- **Work instructions**: Search the entries below for "plus", and copy each line where it appears.

[Collection entries]
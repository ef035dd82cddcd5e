//! Control policy — the rule that turns a reading into a watering decision.

pub mod policy;
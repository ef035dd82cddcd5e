//! GPIO pin assignments for the PlantCycle controller board.
//!
//! Single source of truth — every driver references this module rather than
//! hard-coding pin numbers.  Change a pin here and it propagates everywhere.

// ---------------------------------------------------------------------------
// Selector stepper (28BYJ-style unipolar via ULN2003)
// ---------------------------------------------------------------------------

/// ULN2003 IN1.
pub const STEPPER_IN1_GPIO: i32 = 4;
/// ULN2003 IN2.
pub const STEPPER_IN2_GPIO: i32 = 5;
/// ULN2003 IN3.
pub const STEPPER_IN3_GPIO: i32 = 6;
/// ULN2003 IN4.
pub const STEPPER_IN4_GPIO: i32 = 7;

/// Order in which the driver energises the inputs.  The middle pair is
/// swapped: the ULN2003 board brings the coils out as IN1/IN3/IN2/IN4.
pub const STEPPER_COIL_ORDER: [i32; 4] = [
    STEPPER_IN1_GPIO,
    STEPPER_IN3_GPIO,
    STEPPER_IN2_GPIO,
    STEPPER_IN4_GPIO,
];

// ---------------------------------------------------------------------------
// Pump (logic-level MOSFET / transistor, active HIGH)
// ---------------------------------------------------------------------------

/// Digital output: HIGH = pump running.
pub const PUMP_GPIO: i32 = 9;

// ---------------------------------------------------------------------------
// Climate sensor
// ---------------------------------------------------------------------------

/// DHT11 single-wire data line (open-drain, external 10 kΩ pull-up).
pub const DHT_GPIO: i32 = 10;
//! Unified error types for the PlantCycle firmware.
//!
//! The control loop itself recognises exactly one runtime failure (an
//! invalid sensor reading), and that one never travels as an `Error`: it
//! is folded into [`Reading`](crate::sensors::Reading) validity.  The
//! variants here cover driver-internal faults that are logged and absorbed
//! at the port boundary, plus configuration and init failures that stop
//! the firmware before the first cycle.
//! All variants are `Copy` so drivers can hand them around without
//! allocation.

use core::fmt;

// ---------------------------------------------------------------------------
// Top-level firmware error
// ---------------------------------------------------------------------------

#[derive(Debug, Clone, Copy, PartialEq, Eq)]
pub enum Error {
    /// The climate sensor could not produce a reading.
    Sensor(SensorError),
    /// An actuator pin write failed.
    Actuator(ActuatorError),
    /// The status display rejected a write.
    Display,
    /// Peripheral initialisation failed.
    Init(&'static str),
    /// Build-time configuration failed validation.
    Config(&'static str),
}

impl fmt::Display for Error {
    fn fmt(&self, f: &mut fmt::Formatter<'_>) -> fmt::Result {
        match self {
            Self::Sensor(e) => write!(f, "sensor: {e}"),
            Self::Actuator(e) => write!(f, "actuator: {e}"),
            Self::Display => write!(f, "display write failed"),
            Self::Init(msg) => write!(f, "init: {msg}"),
            Self::Config(msg) => write!(f, "config: {msg}"),
        }
    }
}

impl core::error::Error for Error {}

// ---------------------------------------------------------------------------
// Sensor errors
// ---------------------------------------------------------------------------

#[derive(Debug, Clone, Copy, PartialEq, Eq)]
pub enum SensorError {
    /// The sensor never pulled the line low after the start signal.
    NoResponse,
    /// A bit edge did not arrive inside the protocol window.
    Timeout,
    /// The frame checksum did not match its payload.
    Checksum,
    /// A data-line pin read or write failed.
    Gpio,
}

impl fmt::Display for SensorError {
    fn fmt(&self, f: &mut fmt::Formatter<'_>) -> fmt::Result {
        match self {
            Self::NoResponse => write!(f, "no response"),
            Self::Timeout => write!(f, "bit timeout"),
            Self::Checksum => write!(f, "checksum mismatch"),
            Self::Gpio => write!(f, "GPIO access failed"),
        }
    }
}

impl From<SensorError> for Error {
    fn from(e: SensorError) -> Self {
        Self::Sensor(e)
    }
}

// ---------------------------------------------------------------------------
// Actuator errors
// ---------------------------------------------------------------------------

#[derive(Debug, Clone, Copy, PartialEq, Eq)]
pub enum ActuatorError {
    /// A stepper coil write failed.
    CoilWriteFailed,
    /// The pump enable pin write failed.
    PumpWriteFailed,
}

impl fmt::Display for ActuatorError {
    fn fmt(&self, f: &mut fmt::Formatter<'_>) -> fmt::Result {
        match self {
            Self::CoilWriteFailed => write!(f, "stepper coil write failed"),
            Self::PumpWriteFailed => write!(f, "pump pin write failed"),
        }
    }
}

impl From<ActuatorError> for Error {
    fn from(e: ActuatorError) -> Self {
        Self::Actuator(e)
    }
}

// ---------------------------------------------------------------------------
// Convenience Result alias
// ---------------------------------------------------------------------------

/// Firmware-wide `Result` alias.
pub type Result<T> = core::result::Result<T, Error>;
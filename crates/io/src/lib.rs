// Persistence for the reorder grid

pub mod json;
pub mod store;

use restock_engine::grid::Grid;

use store::{LocalStore, StoreError};

/// Fixed storage key for the serialized grid.
pub const TABLE_DATA_KEY: &str = "tableData";

/// Serialize the grid and write it under [`TABLE_DATA_KEY`], replacing
/// any previous snapshot.
pub fn save_grid(store: &LocalStore, grid: &Grid) -> Result<(), StoreError> {
    let value = json::encode(grid)?;
    store.set(TABLE_DATA_KEY, &value)
}

/// Read and decode the stored grid, if one has been saved.
pub fn load_grid(store: &LocalStore) -> Result<Option<Grid>, StoreError> {
    match store.get(TABLE_DATA_KEY)? {
        Some(value) => Ok(Some(json::decode(&value)?)),
        None => Ok(None),
    }
}
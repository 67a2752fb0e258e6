use restock_core::columns::{COLUMNS, COLUMN_COUNT};
use restock_engine::grid::Grid;

use crate::util;

/// Display geometry for the grid: per-column widths plus the row-number
/// gutter. Unlike a file viewer the data changes under the user, so this
/// is recomputed after every committed mutation.
pub(crate) struct GridLayout {
    /// Column widths in display cells, clamped to the configured band
    pub col_widths: Vec<usize>,
    /// Width of the row-number gutter
    pub row_num_width: usize,
}

impl GridLayout {
    /// Scan the header labels and every row, clamping each column to
    /// `[min_width, max_width]`. A band with `max_width < min_width`
    /// collapses to `min_width`.
    pub fn compute(grid: &Grid, min_width: usize, max_width: usize) -> Self {
        // Settings can invert the band; clamp() panics on a backwards range
        let max_width = max_width.max(min_width);
        let col_widths = (0..COLUMN_COUNT)
            .map(|c| {
                let header_w = util::display_width(COLUMNS[c].label);
                let max_cell = grid
                    .rows()
                    .iter()
                    .map(|row| util::display_width(row.cell(c)))
                    .max()
                    .unwrap_or(0);
                header_w.max(max_cell).clamp(min_width, max_width)
            })
            .collect();

        let digits = match grid.row_count() {
            0 => 1,
            n => (n as f64).log10().floor() as usize + 1,
        };

        Self {
            col_widths,
            row_num_width: digits.max(3) + 1,
        }
    }
}
// restock CLI - edit and inspect the inventory reorder grid

mod exit_codes;
mod tui;
mod util;

use std::io::stdout;
use std::path::{Path, PathBuf};
use std::process::ExitCode;

use clap::{Parser, Subcommand};
use crossterm::tty::IsTty;

use restock_config::settings::Settings;
use restock_engine::editor::GridEditor;
use restock_io::store::{LocalStore, StoreError};
use restock_io::TABLE_DATA_KEY;

use exit_codes::{EXIT_ERROR, EXIT_STORE, EXIT_SUCCESS, EXIT_USAGE};

#[derive(Parser)]
#[command(name = "restock")]
#[command(about = "Inventory reorder grid (terminal editor)")]
#[command(version)]
#[command(subcommand_required = false)]
struct Cli {
    #[command(subcommand)]
    command: Option<Commands>,
}

#[derive(Subcommand)]
enum Commands {
    /// Open the saved grid in the interactive editor
    #[command(after_help = "\
Examples:
  restock edit
  restock edit --store /tmp/demo.db
  restock edit --fresh")]
    Edit {
        /// Store file (defaults to the per-user data directory)
        #[arg(long)]
        store: Option<PathBuf>,

        /// Skip the saved grid and start with one blank row
        #[arg(long)]
        fresh: bool,
    },

    /// Print the saved grid without opening the editor
    #[command(after_help = "\
Examples:
  restock show
  restock show --json
  restock show --max-rows 20 --store /tmp/demo.db")]
    Show {
        /// Store file (defaults to the per-user data directory)
        #[arg(long)]
        store: Option<PathBuf>,

        /// Print the raw stored JSON instead of a table
        #[arg(long)]
        json: bool,

        /// Limit table output to the first N rows (0 = all)
        #[arg(long, default_value_t = 0, value_name = "N")]
        max_rows: usize,
    },
}

fn main() -> ExitCode {
    let cli = Cli::parse();

    let result = match cli.command {
        // No subcommand = open the editor on the default store
        None => cmd_edit(None, false),
        Some(Commands::Edit { store, fresh }) => cmd_edit(store, fresh),
        Some(Commands::Show {
            store,
            json,
            max_rows,
        }) => cmd_show(store, json, max_rows),
    };

    match result {
        Ok(()) => ExitCode::from(EXIT_SUCCESS),
        Err(CliError {
            code,
            message,
            hint,
        }) => {
            if !message.is_empty() {
                eprintln!("error: {}", message);
            }
            if let Some(hint) = hint {
                eprintln!("hint:  {}", hint);
            }
            ExitCode::from(code)
        }
    }
}

// ============================================================================
// edit
// ============================================================================

fn cmd_edit(store_arg: Option<PathBuf>, fresh: bool) -> Result<(), CliError> {
    let settings = Settings::load();
    let path = resolve_store_path(store_arg, &settings)?;
    let store = open_store(&path)?;

    let editor = if fresh {
        GridEditor::new()
    } else {
        let loaded = match restock_io::load_grid(&store) {
            Ok(loaded) => loaded,
            Err(e @ StoreError::Decode(_)) => {
                return Err(CliError::store(e)
                    .with_hint("the saved grid is unreadable; run with --fresh to start over"))
            }
            Err(e) => return Err(CliError::store(e)),
        };
        match loaded {
            Some(grid) => GridEditor::with_grid(grid),
            None => GridEditor::new(),
        }
    };

    // Not a terminal: print the table instead of launching the editor
    if !stdout().is_tty() {
        return tui::print_plain(editor.grid(), &settings, 0).map_err(CliError::error);
    }

    let store_name = path.display().to_string();
    tui::run(editor, store, store_name, settings).map_err(CliError::error)
}

// ============================================================================
// show
// ============================================================================

fn cmd_show(store_arg: Option<PathBuf>, json: bool, max_rows: usize) -> Result<(), CliError> {
    let settings = Settings::load();
    let path = resolve_store_path(store_arg, &settings)?;
    if !path.exists() {
        return Err(
            CliError::error(format!("no saved grid at {}", path.display()))
                .with_hint("open the editor and save with w first"),
        );
    }

    let store = LocalStore::open(&path).map_err(CliError::store)?;
    let raw = store
        .get(TABLE_DATA_KEY)
        .map_err(CliError::store)?
        .ok_or_else(|| {
            CliError::error(format!("no saved grid in {}", path.display()))
                .with_hint("open the editor and save with w first")
        })?;

    if json {
        println!("{}", raw);
        return Ok(());
    }

    let grid = restock_io::json::decode(&raw).map_err(CliError::store)?;
    tui::print_plain(&grid, &settings, max_rows).map_err(CliError::error)
}

// ============================================================================
// Store location
// ============================================================================

// --store beats file.storePath in settings, which beats the per-user
// data directory.
fn resolve_store_path(
    store_arg: Option<PathBuf>,
    settings: &Settings,
) -> Result<PathBuf, CliError> {
    let path = match store_arg {
        Some(p) => p,
        None => match &settings.store_path {
            Some(p) => PathBuf::from(p),
            None => LocalStore::default_path().ok_or_else(|| {
                CliError::error("no user data directory available")
                    .with_hint("pass --store PATH or set file.storePath in settings.json")
            })?,
        },
    };
    if path.is_dir() {
        return Err(CliError::args(format!(
            "store path {} is a directory",
            path.display()
        )));
    }
    Ok(path)
}

fn open_store(path: &Path) -> Result<LocalStore, CliError> {
    if let Some(dir) = path.parent() {
        if !dir.as_os_str().is_empty() {
            std::fs::create_dir_all(dir).map_err(|e| CliError::store(StoreError::Io(e)))?;
        }
    }
    LocalStore::open(path).map_err(CliError::store)
}

// ============================================================================
// Errors
// ============================================================================

#[derive(Debug)]
pub struct CliError {
    pub code: u8,
    pub message: String,
    pub hint: Option<String>,
}

impl CliError {
    pub fn args(msg: impl Into<String>) -> Self {
        Self { code: EXIT_USAGE, message: msg.into(), hint: None }
    }

    pub fn error(msg: impl Into<String>) -> Self {
        Self { code: EXIT_ERROR, message: msg.into(), hint: None }
    }

    /// Create error from a store error with the store exit code.
    pub fn store(err: StoreError) -> Self {
        Self { code: EXIT_STORE, message: err.to_string(), hint: None }
    }

    /// Add a hint to an existing error.
    pub fn with_hint(mut self, hint: impl Into<String>) -> Self {
        self.hint = Some(hint.into());
        self
    }
}
// Theme configuration
// Two built-in variants; the UI layer maps these to its own color type

use serde::Deserialize;

use crate::Color;

/// Which built-in theme to use
#[derive(Debug, Clone, Copy, PartialEq, Eq, Default, Deserialize)]
#[serde(rename_all = "lowercase")]
pub enum ThemeVariant {
    #[default]
    Dark,
    Light,
}

/// Semantic colors for the grid screen. `warning_bg` is shared by
/// selected rows and rows with a rejected min entry.
#[derive(Debug, Clone, Copy)]
pub struct Theme {
    pub title_bg: Color,
    pub title_fg: Color,
    pub header_bg: Color,
    pub header_fg: Color,
    pub warning_bg: Color,
    pub warning_fg: Color,
    pub cursor_bg: Color,
    pub cursor_fg: Color,
    pub status_bg: Color,
    pub status_fg: Color,
    pub text: Color,
    pub text_dim: Color,
}

impl Theme {
    /// Built-in dark theme
    pub const fn dark() -> Self {
        Theme {
            title_bg: Color::from_hex(0x0891b2),
            title_fg: Color::from_hex(0x020617),
            header_bg: Color::from_hex(0x1e293b),
            header_fg: Color::from_hex(0x7dd3fc),
            warning_bg: Color::from_hex(0x7f1d1d),
            warning_fg: Color::from_hex(0xfecaca),
            cursor_bg: Color::from_hex(0xf1f5f9),
            cursor_fg: Color::from_hex(0x020617),
            status_bg: Color::from_hex(0x334155),
            status_fg: Color::from_hex(0xf1f5f9),
            text: Color::from_hex(0xe2e8f0),
            text_dim: Color::from_hex(0x64748b),
        }
    }

    /// Built-in light theme
    pub const fn light() -> Self {
        Theme {
            title_bg: Color::from_hex(0x06b6d4),
            title_fg: Color::from_hex(0x020617),
            header_bg: Color::from_hex(0xe2e8f0),
            header_fg: Color::from_hex(0x0c4a6e),
            warning_bg: Color::from_hex(0xfecaca),
            warning_fg: Color::from_hex(0x7f1d1d),
            cursor_bg: Color::from_hex(0x0f172a),
            cursor_fg: Color::from_hex(0xf8fafc),
            status_bg: Color::from_hex(0xcbd5e1),
            status_fg: Color::from_hex(0x0f172a),
            text: Color::from_hex(0x1e293b),
            text_dim: Color::from_hex(0x64748b),
        }
    }

    pub fn from_variant(variant: ThemeVariant) -> Self {
        match variant {
            ThemeVariant::Dark => Self::dark(),
            ThemeVariant::Light => Self::light(),
        }
    }
}
/// Number of columns in a reorder record.
pub const COLUMN_COUNT: usize = 8;

/// Index of the "Min" column, the only column with input validation.
pub const MIN_COL: usize = 5;

/// Horizontal text alignment
#[derive(Debug, Clone, Copy, Default, PartialEq, Eq)]
pub enum Alignment {
    #[default]
    Left,
    Right,
}

/// Static description of one grid column.
#[derive(Debug, Clone, Copy, PartialEq, Eq)]
pub struct Column {
    pub label: &'static str,
    pub alignment: Alignment,
}

/// The fixed reorder-grid schema, in display order. Text columns are
/// left-aligned, quantity columns right-aligned.
pub const COLUMNS: [Column; COLUMN_COUNT] = [
    Column { label: "Supplier name", alignment: Alignment::Left },
    Column { label: "Item_id", alignment: Alignment::Left },
    Column { label: "Balance Qty", alignment: Alignment::Right },
    Column { label: "Daily Run Rate", alignment: Alignment::Right },
    Column { label: "Safety Stock", alignment: Alignment::Right },
    Column { label: "Min", alignment: Alignment::Right },
    Column { label: "Max", alignment: Alignment::Right },
    Column { label: "Reorder Qty", alignment: Alignment::Right },
];

#[cfg(test)]
mod tests {
    use super::*;

    #[test]
    fn test_schema_shape() {
        assert_eq!(COLUMNS.len(), COLUMN_COUNT);
        assert_eq!(COLUMNS[MIN_COL].label, "Min");
    }

    #[test]
    fn test_alignment_split() {
        for (i, col) in COLUMNS.iter().enumerate() {
            if i < 2 {
                assert_eq!(col.alignment, Alignment::Left, "{}", col.label);
            } else {
                assert_eq!(col.alignment, Alignment::Right, "{}", col.label);
            }
        }
    }
}
//! CLI Exit Code Registry
//!
//! This is the single source of truth for all CLI exit codes.
//! Exit codes are part of the shell contract — scripts rely on them.
//!
//! # Exit Code Ranges
//!
//! | Range   | Domain           | Description                              |
//! |---------|------------------|------------------------------------------|
//! | 0       | Universal        | Success                                  |
//! | 1       | Universal        | General error (unspecified)              |
//! | 2       | Universal        | CLI usage error (bad args, missing file) |
//! | 3       | store            | Local store open/read/write failure      |
//!
//! # Adding New Exit Codes
//!
//! 1. Add the constant in the appropriate range
//! 2. Document what triggers it
//! 3. Update the table above
//! 4. Wire it into the relevant command's error handling

// =============================================================================
// Universal (0-2)
// =============================================================================

/// Success - command completed without errors.
pub const EXIT_SUCCESS: u8 = 0;

/// General error - unspecified failure.
/// Avoid using this; prefer a specific error code.
pub const EXIT_ERROR: u8 = 1;

/// Usage error - bad arguments, missing required options.
pub const EXIT_USAGE: u8 = 2;

// =============================================================================
// Store (3)
// =============================================================================

/// The local store could not be opened, read, or written, or a stored
/// value failed to decode.
pub const EXIT_STORE: u8 = 3;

- **Answer section**:
//! at the port boundary, plus configuration and init failures that stop
/// Display geometry for the grid: per-column widths plus the row-number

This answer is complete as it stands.